— WHAT YOU HAVE TO DO —
Could you set down exactly the lines in the records below between the line holding "if let Err(err) = self.render_projects()" and the line holding "let mut element", inclusive?

— MATERIAL PROVIDED —
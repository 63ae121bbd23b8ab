//! ProjectList - one status partition of the board.
//!
//! A list listens to the store, keeps the records whose status matches its
//! own, and rebuilds every card on each notification (no diffing). It is
//! also the drop target that moves a project into its partition.

use std::cell::{Cell, RefCell};
use std::rc::{Rc, Weak};

use tracing::{debug, warn};

use super::PROJECT_LIST_TEMPLATE;
use super::component::Component;
use super::project_item::ProjectItem;
use crate::domain::{ProjectId, ProjectRecord, ProjectStatus, TrackerError};
use crate::drag::{DragEvent, DropTarget, TEXT_PLAIN};
use crate::ports::{InsertPosition, SharedSurface};
use crate::store::{ListenerId, ProjectStore, Snapshot};

/// Hover affordance shown while a drop would be accepted.
pub const DROPPABLE_CLASS: &str = "droppable";

pub struct ProjectList {
    this: Weak<ProjectList>,
    status: ProjectStatus,
    element_id: String,
    host: String,
    store: Rc<ProjectStore>,
    surface: SharedSurface,
    assigned: RefCell<Vec<ProjectRecord>>,
    items: RefCell<Vec<ProjectItem>>,
    listener: Cell<Option<ListenerId>>,
}

impl ProjectList {
    /// Builds the list section inside `host` and subscribes it to `store`.
    ///
    /// The list starts empty; it fills on the first store notification.
    pub fn new(
        status: ProjectStatus,
        host: impl Into<String>,
        store: Rc<ProjectStore>,
        surface: SharedSurface,
    ) -> Result<Rc<Self>, TrackerError> {
        let list = Rc::new_cyclic(|this| Self {
            this: this.clone(),
            status,
            element_id: format!("{status}-projects"),
            host: host.into(),
            store,
            surface,
            assigned: RefCell::new(Vec::new()),
            items: RefCell::new(Vec::new()),
            listener: Cell::new(None),
        });
        list.attach(InsertPosition::AtEnd)?;
        list.configure();
        list.render_content()?;
        list.render_projects()?;
        Ok(list)
    }

    pub fn status(&self) -> ProjectStatus {
        self.status
    }

    pub fn element_id(&self) -> &str {
        &self.element_id
    }

    /// Records currently shown, in store order.
    pub fn projects(&self) -> Vec<ProjectRecord> {
        self.assigned.borrow().clone()
    }

    pub fn item(&self, id: &ProjectId) -> Option<ProjectItem> {
        self.items
            .borrow()
            .iter()
            .find(|item| item.project().id == *id)
            .cloned()
    }

    pub fn is_subscribed(&self) -> bool {
        self.listener.get().is_some()
    }

    /// Unsubscribes from the store. The rendered items stay as they are.
    pub fn detach(&self) {
        if let Some(id) = self.listener.take() {
            self.store.remove_listener(id);
        }
    }

    fn assign(&self, snapshot: &Snapshot) {
        *self.assigned.borrow_mut() = snapshot.with_status(self.status);
        if let Err(err) = self.render_projects() {
            warn!(list = %self.element_id, error = %err, "failed to render projects");
        }
    }

    fn render_projects(&self) -> Result<(), TrackerError> {
        self.surface.borrow_mut().clear(&self.element_id)?;
        let assigned = self.assigned.borrow();
        let mut items = Vec::with_capacity(assigned.len());
        for project in assigned.iter() {
            items.push(ProjectItem::new(
                project.clone(),
                self.element_id.clone(),
                Rc::clone(&self.surface),
            )?);
        }
        *self.items.borrow_mut() = items;
        Ok(())
    }

    fn set_droppable(&self, on: bool) {
        if let Err(err) = self
            .surface
            .borrow_mut()
            .set_class(&self.element_id, DROPPABLE_CLASS, on)
        {
            warn!(list = %self.element_id, error = %err, "failed to toggle droppable");
        }
    }
}

impl Component for ProjectList {
    fn attach(&self, at: InsertPosition) -> Result<(), TrackerError> {
        let mut surface = self.surface.borrow_mut();
        let mut element = surface.instantiate(PROJECT_LIST_TEMPLATE)?;
        element.set_id(self.element_id.clone());
        element.set_attribute("data-status", self.status.as_str());
        surface.insert(&self.host, element, at)?;
        Ok(())
    }

    fn configure(&self) {
        let this = self.this.clone();
        let id = self.store.add_listener(move |snapshot| {
            if let Some(list) = this.upgrade() {
                list.assign(snapshot);
            }
        });
        self.listener.set(Some(id));
    }

    fn render_content(&self) -> Result<(), TrackerError> {
        let heading = format!("{} PROJECTS", self.status.as_str().to_uppercase());
        self.surface
            .borrow_mut()
            .set_text(&self.element_id, "h2", &heading)?;
        Ok(())
    }
}

impl DropTarget for ProjectList {
    fn target_id(&self) -> &str {
        &self.element_id
    }

    fn on_drag_over(&self, event: &mut DragEvent<'_>) {
        if self.accepts(&event.transfer().types()) {
            event.allow_drop();
            self.set_droppable(true);
        }
    }

    fn on_drag_leave(&self, _event: &mut DragEvent<'_>) {
        self.set_droppable(false);
    }

    fn on_drop(&self, event: &mut DragEvent<'_>) {
        self.set_droppable(false);
        let Some(raw) = event.transfer().get_data(TEXT_PLAIN) else {
            debug!(list = %self.element_id, "drop without payload");
            return;
        };
        match raw.parse::<ProjectId>() {
            Ok(id) => {
                self.store.move_project(&id, self.status);
            }
            Err(err) => debug!(list = %self.element_id, error = %err, "drop ignored"),
        }
    }
}

impl Drop for ProjectList {
    fn drop(&mut self) {
        self.detach();
    }
}
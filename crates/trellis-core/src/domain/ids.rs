//! Domain identifiers (strongly-typed IDs).
//!
//! IDs are ULIDs wrapped in a phantom-typed `Id<T>`. The marker type only
//! exists at compile time and supplies the display prefix, so a `ProjectId`
//! prints as `project-01J...` and parses back from the same string.
//!
//! The string form is what travels through a drag payload, so `FromStr` is
//! the inverse of `Display`.

use serde::{Deserialize, Deserializer, Serialize, Serializer};
use std::fmt;
use std::marker::PhantomData;
use std::str::FromStr;
use ulid::Ulid;

use super::errors::TrackerError;

/// Marker trait for each ID kind.
pub trait IdMarker: Send + Sync + 'static {
    /// Prefix used by `Display` / `FromStr` (e.g. "project-").
    fn prefix() -> &'static str;
}

/// Generic ULID-backed ID.
#[repr(transparent)]
#[derive(Debug, Clone, Copy, PartialEq, Eq, Hash, PartialOrd, Ord)]
pub struct Id<T: IdMarker> {
    ulid: Ulid,
    _marker: PhantomData<T>,
}

impl<T: IdMarker> Id<T> {
    pub fn from_ulid(ulid: Ulid) -> Self {
        Self {
            ulid,
            _marker: PhantomData,
        }
    }

    pub fn as_ulid(&self) -> Ulid {
        self.ulid
    }
}

impl<T: IdMarker> From<Ulid> for Id<T> {
    fn from(ulid: Ulid) -> Self {
        Self::from_ulid(ulid)
    }
}

impl<T: IdMarker> fmt::Display for Id<T> {
    fn fmt(&self, f: &mut fmt::Formatter<'_>) -> fmt::Result {
        write!(f, "{}{}", T::prefix(), self.ulid)
    }
}

impl<T: IdMarker> FromStr for Id<T> {
    type Err = TrackerError;

    /// Accepts both the prefixed form and a bare ULID.
    fn from_str(s: &str) -> Result<Self, Self::Err> {
        let raw = s.trim();
        let body = raw.strip_prefix(T::prefix()).unwrap_or(raw);
        Ulid::from_string(body)
            .map(Self::from_ulid)
            .map_err(|_| TrackerError::InvalidProjectId(raw.to_string()))
    }
}

// Serialized as the display string so exported snapshots carry the same
// token the drag payload does.
impl<T: IdMarker> Serialize for Id<T> {
    fn serialize<S: Serializer>(&self, serializer: S) -> Result<S::Ok, S::Error> {
        serializer.collect_str(self)
    }
}

impl<'de, T: IdMarker> Deserialize<'de> for Id<T> {
    fn deserialize<D: Deserializer<'de>>(deserializer: D) -> Result<Self, D::Error> {
        let raw = String::deserialize(deserializer)?;
        raw.parse().map_err(serde::de::Error::custom)
    }
}

/// Project のマーカー型
#[derive(Debug, Clone, Copy, PartialEq, Eq, Hash, PartialOrd, Ord)]
pub enum Project {}

impl IdMarker for Project {
    fn prefix() -> &'static str {
        "project-"
    }
}

/// Identifier of a project card.
pub type ProjectId = Id<Project>;
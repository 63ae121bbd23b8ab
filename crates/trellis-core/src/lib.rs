//! trellis-core
//!
//! Core building blocks for the Trellis project board.
//!
//! # モジュール構成
//! - **domain**: ドメインモデル（ids, project, status, input, errors）
//! - **ports**: 抽象化レイヤー（Clock, IdGenerator, Surface, DataTransfer）
//! - **impls**: 実装（MemorySurface, MemoryTransfer）
//! - **store**: observable な ProjectStore（single source of truth）
//! - **drag**: ドラッグ＆ドロップのプロトコル（DragSource, DropTarget, DragSession）
//! - **app**: views と Board の組み立て（ProjectForm, ProjectList, ProjectItem）

pub mod app;
pub mod domain;
pub mod drag;
pub mod impls;
pub mod ports;
pub mod store;
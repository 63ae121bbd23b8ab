//! In-memory [`DataTransfer`].

use crate::ports::{DataTransfer, DropEffect};

#[derive(Debug, Clone, Default)]
pub struct MemoryTransfer {
    entries: Vec<(String, String)>,
    effect_allowed: DropEffect,
}

impl MemoryTransfer {
    pub fn new() -> Self {
        Self::default()
    }
}

impl DataTransfer for MemoryTransfer {
    fn set_data(&mut self, media_type: &str, value: &str) {
        match self.entries.iter_mut().find(|(ty, _)| ty == media_type) {
            Some((_, v)) => *v = value.to_string(),
            None => self.entries.push((media_type.to_string(), value.to_string())),
        }
    }

    fn get_data(&self, media_type: &str) -> Option<String> {
        self.entries
            .iter()
            .find(|(ty, _)| ty == media_type)
            .map(|(_, v)| v.clone())
    }

    fn types(&self) -> Vec<String> {
        self.entries.iter().map(|(ty, _)| ty.clone()).collect()
    }

    fn set_effect_allowed(&mut self, effect: DropEffect) {
        self.effect_allowed = effect;
    }

    fn effect_allowed(&self) -> DropEffect {
        self.effect_allowed
    }
}

#[cfg(test)]
mod tests {
    use super::*;

    #[test]
    fn set_data_overwrites_same_type() {
        let mut transfer = MemoryTransfer::new();
        transfer.set_data("text/plain", "a");
        transfer.set_data("text/html", "<b>a</b>");
        transfer.set_data("text/plain", "b");

        assert_eq!(transfer.get_data("text/plain").as_deref(), Some("b"));
        assert_eq!(transfer.types(), vec!["text/plain", "text/html"]);
    }

    #[test]
    fn empty_transfer_has_no_types() {
        let transfer = MemoryTransfer::new();
        assert!(transfer.types().is_empty());
        assert_eq!(transfer.get_data("text/plain"), None);
        assert_eq!(transfer.effect_allowed(), DropEffect::None);
    }
}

— ANSWER SPACE —
        if let Err(err) = self.render_projects() {
            warn!(list = %self.element_id, error = %err, "failed to render projects");
        }
    }

    fn render_projects(&self) -> Result<(), TrackerError> {
        self.surface.borrow_mut().clear(&self.element_id)?;
        let assigned = self.assigned.borrow();
        let mut items = Vec::with_capacity(assigned.len());
        for project in assigned.iter() {
            items.push(ProjectItem::new(
                project.clone(),
                self.element_id.clone(),
                Rc::clone(&self.surface),
            )?);
        }
        *self.items.borrow_mut() = items;
        Ok(())
    }

    fn set_droppable(&self, on: bool) {
        if let Err(err) = self
            .surface
            .borrow_mut()
            .set_class(&self.element_id, DROPPABLE_CLASS, on)
        {
            warn!(list = %self.element_id, error = %err, "failed to toggle droppable");
        }
    }
}

impl Component for ProjectList {
    fn attach(&self, at: InsertPosition) -> Result<(), TrackerError> {
        let mut surface = self.surface.borrow_mut();
        let mut element = surface.instantiate(PROJECT_LIST_TEMPLATE)?;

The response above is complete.